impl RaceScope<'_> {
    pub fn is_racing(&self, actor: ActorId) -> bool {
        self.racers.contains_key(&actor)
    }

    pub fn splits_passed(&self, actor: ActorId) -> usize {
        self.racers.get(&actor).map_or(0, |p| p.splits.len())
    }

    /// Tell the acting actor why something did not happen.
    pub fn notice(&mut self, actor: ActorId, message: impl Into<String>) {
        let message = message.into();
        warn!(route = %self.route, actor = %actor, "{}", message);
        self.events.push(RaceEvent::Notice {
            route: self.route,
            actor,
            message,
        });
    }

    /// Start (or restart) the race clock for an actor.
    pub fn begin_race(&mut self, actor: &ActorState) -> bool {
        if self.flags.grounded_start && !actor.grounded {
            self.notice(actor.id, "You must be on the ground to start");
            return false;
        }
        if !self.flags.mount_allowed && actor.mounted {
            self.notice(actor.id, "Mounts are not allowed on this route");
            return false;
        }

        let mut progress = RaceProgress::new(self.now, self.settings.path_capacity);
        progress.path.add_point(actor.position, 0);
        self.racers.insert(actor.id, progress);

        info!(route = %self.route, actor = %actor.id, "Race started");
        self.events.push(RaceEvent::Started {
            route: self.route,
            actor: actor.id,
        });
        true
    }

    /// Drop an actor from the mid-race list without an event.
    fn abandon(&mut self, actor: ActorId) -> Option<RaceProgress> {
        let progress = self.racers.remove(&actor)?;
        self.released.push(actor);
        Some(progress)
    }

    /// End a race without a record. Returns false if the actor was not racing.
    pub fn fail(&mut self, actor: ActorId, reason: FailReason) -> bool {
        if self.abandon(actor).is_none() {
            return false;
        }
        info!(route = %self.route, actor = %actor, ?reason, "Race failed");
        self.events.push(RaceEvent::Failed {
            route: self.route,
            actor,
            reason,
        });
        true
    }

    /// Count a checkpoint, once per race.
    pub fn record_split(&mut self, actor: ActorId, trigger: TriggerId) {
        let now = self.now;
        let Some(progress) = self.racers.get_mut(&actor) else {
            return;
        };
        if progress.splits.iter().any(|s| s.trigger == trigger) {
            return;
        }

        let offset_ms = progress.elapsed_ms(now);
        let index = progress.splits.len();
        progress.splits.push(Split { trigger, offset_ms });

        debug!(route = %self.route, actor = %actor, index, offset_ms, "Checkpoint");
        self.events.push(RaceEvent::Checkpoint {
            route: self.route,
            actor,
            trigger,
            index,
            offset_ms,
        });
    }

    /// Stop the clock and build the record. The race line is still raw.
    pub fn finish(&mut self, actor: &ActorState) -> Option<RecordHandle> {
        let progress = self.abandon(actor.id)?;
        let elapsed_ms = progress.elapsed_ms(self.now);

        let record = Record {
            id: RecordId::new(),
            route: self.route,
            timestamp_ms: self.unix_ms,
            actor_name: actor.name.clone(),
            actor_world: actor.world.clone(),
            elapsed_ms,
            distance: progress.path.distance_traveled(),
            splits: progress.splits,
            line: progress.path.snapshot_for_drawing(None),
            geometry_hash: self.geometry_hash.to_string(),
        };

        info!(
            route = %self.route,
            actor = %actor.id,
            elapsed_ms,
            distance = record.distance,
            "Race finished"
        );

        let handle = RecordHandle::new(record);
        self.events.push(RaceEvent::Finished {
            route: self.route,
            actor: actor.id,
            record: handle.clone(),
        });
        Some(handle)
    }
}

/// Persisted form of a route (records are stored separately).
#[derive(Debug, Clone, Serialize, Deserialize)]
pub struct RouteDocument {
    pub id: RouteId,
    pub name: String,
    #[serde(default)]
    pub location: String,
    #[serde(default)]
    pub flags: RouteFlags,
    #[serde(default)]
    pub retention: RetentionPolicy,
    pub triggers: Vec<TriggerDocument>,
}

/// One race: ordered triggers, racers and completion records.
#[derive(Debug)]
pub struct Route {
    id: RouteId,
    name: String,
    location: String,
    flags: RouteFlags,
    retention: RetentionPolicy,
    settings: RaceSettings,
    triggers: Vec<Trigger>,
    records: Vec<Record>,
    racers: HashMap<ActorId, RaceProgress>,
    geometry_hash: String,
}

-- -- --

- Task instructions
Every line in the data above that contains the word "message" should be copied.

- Written solution
    pub fn notice(&mut self, actor: ActorId, message: impl Into<String>) {
        let message = message.into();
        warn!(route = %self.route, actor = %actor, "{}", message);
            message,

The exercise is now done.